To get to the needed reliability(say 10x better than humans, i.e one accident
per 2.5 million miles you need to drive at least 25 million miles, but
considering the variety of situations this needs to be tested against , maybe
more than a billion miles). To solve this google has built a simulator
simulating all the roads of california(4 million miles) with a variety of
situations and is lobbying to get this approved as a way for testing. And
that's just for testing. You still have to solve problem!

Another data point - hyundai will be investing $70 billion in the next few
years and wants to hire 7000 new engineers to work on their self driving car
project.

This is not startup land.

------
dm2
Here is some concept art from Zoox, I'm not sure if they have pivoted from
this idea or not though.

[http://ideas.4brad.com/world-goes-gaga-cool-concept-
prototyp...](http://ideas.4brad.com/world-goes-gaga-cool-concept-prototypes)
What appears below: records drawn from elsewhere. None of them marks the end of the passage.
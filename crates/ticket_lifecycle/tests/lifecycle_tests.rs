//! End-to-end tests of the lifecycle controller against the in-memory
//! platform fakes.

use async_trait::async_trait;
use chrono::{DateTime, Duration as ChronoDuration, TimeZone, Utc};
use std::sync::Arc;
use std::time::Duration;
use ticket_core::{
    CategoryId, ChannelId, Event, HistoryMessage, PanelConfig, RoleId, RoomId, Signal, TicketError,
    TicketState, UserId, WorkspaceId,
};
use ticket_lifecycle::platform::RoomPermissions;
use ticket_lifecycle::{ControllerConfig, FakePlatform, LifecycleController, RoomProvisioner};

fn t0() -> DateTime<Utc> {
    Utc.with_ymd_and_hms(2024, 5, 1, 12, 0, 0).unwrap()
}

fn config() -> ControllerConfig {
    ControllerConfig::new(RoleId::new("staff"), ChannelId::new("archive"))
}

fn setup() -> (Arc<FakePlatform>, LifecycleController) {
    let platform = Arc::new(FakePlatform::new());
    let controller = LifecycleController::new(
        config(),
        platform.clone(),
        platform.clone(),
        platform.clone(),
        platform.clone(),
    );
    (platform, controller)
}

fn open_request(user: &str, at: DateTime<Utc>) -> Event {
    Event::OpenRequest {
        actor: UserId::new(user),
        workspace: WorkspaceId::new("ws"),
        at,
    }
}

async fn open_ticket(controller: &LifecycleController, user: &str, at: DateTime<Utc>) -> RoomId {
    match controller
        .handle_event(open_request(user, at))
        .await
        .unwrap()
    {
        Signal::Created { room } => room,
        other => panic!("expected Created, got {other:?}"),
    }
}

#[tokio::test]
async fn open_creates_a_room_and_registers_the_ticket() {
    let (platform, controller) = setup();

    let room = open_ticket(&controller, "alice", t0()).await;

    assert!(platform.room_exists(&room).await);
    assert_eq!(platform.room(&room).unwrap().name, "ticket-alice");
    assert_eq!(
        controller.open_ticket_for(&UserId::new("alice")).await,
        Some(room.clone())
    );

    let ticket = controller.ticket_snapshot(&room).await.unwrap();
    assert_eq!(ticket.state, TicketState::Open);
    assert_eq!(ticket.owner, UserId::new("alice"));
    assert_eq!(ticket.claimed_by, None);
}

#[tokio::test]
async fn second_open_reports_already_open_not_cooldown() {
    let (platform, controller) = setup();
    let room = open_ticket(&controller, "alice", t0()).await;

    // Dedup is checked before the cooldown, so even a request inside the
    // window reports the existing ticket.
    let signal = controller
        .handle_event(open_request("alice", t0() + ChronoDuration::seconds(5)))
        .await
        .unwrap();
    assert_eq!(signal, Signal::AlreadyOpen { room: Some(room) });
    assert_eq!(platform.created_room_count(), 1);
}

#[tokio::test]
async fn concurrent_opens_create_exactly_one_room() {
    let (platform, controller) = setup();

    let (first, second) = tokio::join!(
        controller.handle_event(open_request("alice", t0())),
        controller.handle_event(open_request("alice", t0())),
    );

    let signals = [first.unwrap(), second.unwrap()];
    let created = signals
        .iter()
        .filter(|signal| matches!(signal, Signal::Created { .. }))
        .count();
    assert_eq!(created, 1);
    assert_eq!(platform.created_room_count(), 1);
    for signal in &signals {
        assert!(matches!(
            signal,
            Signal::Created { .. } | Signal::AlreadyOpen { .. } | Signal::CooldownActive { .. }
        ));
    }
}

/// Provisioner wrapper that parks every create_room call on the paused
/// clock, keeping the reservation window open long enough to observe.
struct SlowRooms(Arc<FakePlatform>);

#[async_trait]
impl RoomProvisioner for SlowRooms {
    async fn ensure_category(
        &self,
        workspace: &WorkspaceId,
        name: &str,
    ) -> anyhow::Result<CategoryId> {
        self.0.ensure_category(workspace, name).await
    }

    async fn create_room(
        &self,
        category: &CategoryId,
        name: &str,
        permissions: &RoomPermissions,
    ) -> anyhow::Result<RoomId> {
        tokio::time::sleep(Duration::from_millis(200)).await;
        self.0.create_room(category, name, permissions).await
    }

    async fn delete_room(&self, room: &RoomId) -> anyhow::Result<()> {
        self.0.delete_room(room).await
    }

    async fn room_exists(&self, room: &RoomId) -> bool {
        self.0.room_exists(room).await
    }
}

#[tokio::test(start_paused = true)]
async fn open_during_provisioning_sees_already_open() {
    let platform = Arc::new(FakePlatform::new());
    let controller = Arc::new(LifecycleController::new(
        config(),
        Arc::new(SlowRooms(platform.clone())),
        platform.clone(),
        platform.clone(),
        platform.clone(),
    ));

    let racing = {
        let controller = Arc::clone(&controller);
        tokio::spawn(async move { controller.handle_event(open_request("alice", t0())).await })
    };
    // Let the first request take its reservation and park in create_room.
    tokio::task::yield_now().await;

    let signal = controller
        .handle_event(open_request("alice", t0()))
        .await
        .unwrap();
    assert_eq!(signal, Signal::AlreadyOpen { room: None });

    let first = racing.await.unwrap().unwrap();
    assert!(matches!(first, Signal::Created { .. }));
    assert_eq!(platform.created_room_count(), 1);
}

#[tokio::test(start_paused = true)]
async fn cooldown_blocks_reopen_after_close() {
    let (_platform, controller) = setup();
    let room = open_ticket(&controller, "alice", t0()).await;

    // Tear the ticket down so the registry is clear and only the cooldown
    // stands in the way.
    controller
        .handle_event(Event::CloseRequest {
            room: room.clone(),
            actor: UserId::new("alice"),
        })
        .await
        .unwrap();
    tokio::time::sleep(Duration::from_secs(6)).await;
    assert_eq!(controller.open_ticket_for(&UserId::new("alice")).await, None);

    let signal = controller
        .handle_event(open_request("alice", t0() + ChronoDuration::seconds(30)))
        .await
        .unwrap();
    assert_eq!(
        signal,
        Signal::CooldownActive {
            remaining_seconds: 30
        }
    );

    let signal = controller
        .handle_event(open_request("alice", t0() + ChronoDuration::seconds(61)))
        .await
        .unwrap();
    assert!(matches!(signal, Signal::Created { .. }));
}

#[tokio::test]
async fn provisioning_failure_rolls_back_and_keeps_the_cooldown_slot() {
    let (platform, controller) = setup();
    platform.set_fail_create_room(true);

    let err = controller
        .handle_event(open_request("alice", t0()))
        .await
        .unwrap_err();
    assert!(matches!(err, TicketError::Provisioning(_)));
    assert_eq!(controller.open_ticket_for(&UserId::new("alice")).await, None);

    // Neither the registry slot nor the cooldown slot was consumed: the
    // same user retries at the same instant and succeeds.
    platform.set_fail_create_room(false);
    let room = open_ticket(&controller, "alice", t0()).await;
    assert!(platform.room_exists(&room).await);
}

#[tokio::test]
async fn users_do_not_share_cooldowns_or_tickets() {
    let (platform, controller) = setup();

    let room_a = open_ticket(&controller, "alice", t0()).await;
    let room_b = open_ticket(&controller, "bob", t0()).await;

    assert_ne!(room_a, room_b);
    assert_eq!(platform.created_room_count(), 2);
}

#[tokio::test]
async fn claim_by_staff_updates_the_ticket_and_broadcasts() {
    let (platform, controller) = setup();
    platform.grant_role(UserId::new("mod"), RoleId::new("staff"));
    let room = open_ticket(&controller, "alice", t0()).await;

    let signal = controller
        .handle_event(Event::ClaimRequest {
            room: room.clone(),
            actor: UserId::new("mod"),
        })
        .await
        .unwrap();
    assert_eq!(
        signal,
        Signal::Claimed {
            room: room.clone(),
            by: UserId::new("mod")
        }
    );

    let ticket = controller.ticket_snapshot(&room).await.unwrap();
    assert_eq!(ticket.state, TicketState::Claimed);
    assert_eq!(ticket.claimed_by, Some(UserId::new("mod")));

    let notices = platform.notices();
    assert!(notices
        .iter()
        .any(|(target, text)| *target == room && text.contains("claimed by mod")));
}

#[tokio::test]
async fn claim_without_staff_role_is_denied() {
    let (_platform, controller) = setup();
    let room = open_ticket(&controller, "alice", t0()).await;

    let err = controller
        .handle_event(Event::ClaimRequest {
            room: room.clone(),
            actor: UserId::new("alice"),
        })
        .await
        .unwrap_err();
    assert!(matches!(err, TicketError::PermissionDenied));

    let ticket = controller.ticket_snapshot(&room).await.unwrap();
    assert_eq!(ticket.state, TicketState::Open);
    assert_eq!(ticket.claimed_by, None);
}

#[tokio::test]
async fn claim_of_unknown_room_errors() {
    let (_platform, controller) = setup();
    let err = controller
        .handle_event(Event::ClaimRequest {
            room: RoomId::new("nope"),
            actor: UserId::new("mod"),
        })
        .await
        .unwrap_err();
    assert!(matches!(err, TicketError::UnknownRoom(_)));
}

#[tokio::test(start_paused = true)]
async fn close_archives_the_transcript_and_tears_down() {
    let (platform, controller) = setup();
    let room = open_ticket(&controller, "alice", t0()).await;
    platform.push_history(
        &room,
        HistoryMessage {
            sent_at: Utc.with_ymd_and_hms(2024, 5, 1, 9, 0, 0).unwrap(),
            author_name: "alice".to_string(),
            author_discriminator: "1".to_string(),
            text: "hi".to_string(),
        },
    );
    platform.push_history(
        &room,
        HistoryMessage {
            sent_at: Utc.with_ymd_and_hms(2024, 5, 1, 9, 5, 0).unwrap(),
            author_name: "bob".to_string(),
            author_discriminator: "2".to_string(),
            text: String::new(),
        },
    );

    let signal = controller
        .handle_event(Event::CloseRequest {
            room: room.clone(),
            actor: UserId::new("alice"),
        })
        .await
        .unwrap();
    assert_eq!(signal, Signal::CloseScheduled { room: room.clone() });

    // The archival work has not run yet; it is parked on the close delay.
    assert!(platform.artifacts().is_empty());

    tokio::time::sleep(Duration::from_secs(6)).await;

    let artifacts = platform.artifacts();
    assert_eq!(artifacts.len(), 1);
    let (target, transcript) = &artifacts[0];
    assert_eq!(*target, ChannelId::new("archive"));
    assert_eq!(transcript.filename, "ticket-alice.txt");
    assert_eq!(
        transcript.content,
        "[2024-05-01 09:00] alice#1: hi\n[2024-05-01 09:05] bob#2: <no content>\n"
    );

    assert!(!platform.room_exists(&room).await);
    assert_eq!(controller.open_ticket_for(&UserId::new("alice")).await, None);
    assert!(controller.ticket_snapshot(&room).await.is_none());
}

#[tokio::test(start_paused = true)]
async fn double_close_is_a_noop_with_one_transcript() {
    let (platform, controller) = setup();
    let room = open_ticket(&controller, "alice", t0()).await;

    let first = controller
        .handle_event(Event::CloseRequest {
            room: room.clone(),
            actor: UserId::new("alice"),
        })
        .await
        .unwrap();
    assert_eq!(first, Signal::CloseScheduled { room: room.clone() });

    let second = controller
        .handle_event(Event::CloseRequest {
            room: room.clone(),
            actor: UserId::new("alice"),
        })
        .await
        .unwrap();
    assert_eq!(second, Signal::AlreadyClosing { room: room.clone() });

    tokio::time::sleep(Duration::from_secs(6)).await;
    assert_eq!(platform.artifacts().len(), 1);
}

#[tokio::test(start_paused = true)]
async fn delivery_failure_does_not_block_closure() {
    let (platform, controller) = setup();
    let room = open_ticket(&controller, "alice", t0()).await;
    platform.set_fail_delivery(true);

    controller
        .handle_event(Event::CloseRequest {
            room: room.clone(),
            actor: UserId::new("alice"),
        })
        .await
        .unwrap();
    tokio::time::sleep(Duration::from_secs(6)).await;

    // No transcript landed, but the ticket is gone and the room deleted.
    assert!(platform.artifacts().is_empty());
    assert!(!platform.room_exists(&room).await);
    assert_eq!(controller.open_ticket_for(&UserId::new("alice")).await, None);
}

#[tokio::test]
async fn stale_mapping_is_healed_on_the_next_open() {
    let (platform, controller) = setup();
    let old_room = open_ticket(&controller, "alice", t0()).await;

    // Room deleted out-of-band: the registry still maps alice to it.
    platform.forget_room(&old_room);
    assert_eq!(
        controller.open_ticket_for(&UserId::new("alice")).await,
        Some(old_room.clone())
    );

    let new_room = open_ticket(&controller, "alice", t0() + ChronoDuration::seconds(120)).await;
    assert_ne!(new_room, old_room);
    assert_eq!(
        controller.open_ticket_for(&UserId::new("alice")).await,
        Some(new_room)
    );
}

#[tokio::test]
async fn panel_requires_configuration_first() {
    let (_platform, controller) = setup();
    let ws = WorkspaceId::new("ws");

    let err = controller.panel(&ws).unwrap_err();
    assert!(matches!(err, TicketError::NotConfigured));

    let signal = controller
        .handle_event(Event::ConfigSubmit {
            workspace: ws.clone(),
            config: PanelConfig::new("Support", "Press the button to open a ticket.", "Open"),
        })
        .await
        .unwrap();
    assert_eq!(signal, Signal::ConfigSaved { workspace: ws.clone() });

    let panel = controller.panel(&ws).unwrap();
    assert_eq!(panel.title, "Support");

    // Latest write wins.
    controller
        .handle_event(Event::ConfigSubmit {
            workspace: ws.clone(),
            config: PanelConfig::new("Help desk", "Need a hand?", "Ask"),
        })
        .await
        .unwrap();
    assert_eq!(controller.panel(&ws).unwrap().title, "Help desk");
}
I'm glad autonomous and electric vehicles are quickly becoming a thing, this
will be great to have.

------
Animats
I notice they're using 8 of the smaller Velodyne VLP-16 LIDAR units. Those
things have finally come down in size. The previous $100K version was too big,
too clunky, and too fragile.

Google is moving to that, too. I saw two Google self-driving cars today, of
different designs. The newer one has smaller Velodyne VLP-16 units at the
corners, and some big scanner, probably an HDL-32E, under a dome at the top of
the vehicle. The older one has the clunky old HDL-64E spinning around on top.

The LIDAR industry needs better designs and more volume. These are
experimental units produced in tiny quantities. They're not suitable for a
volume product yet.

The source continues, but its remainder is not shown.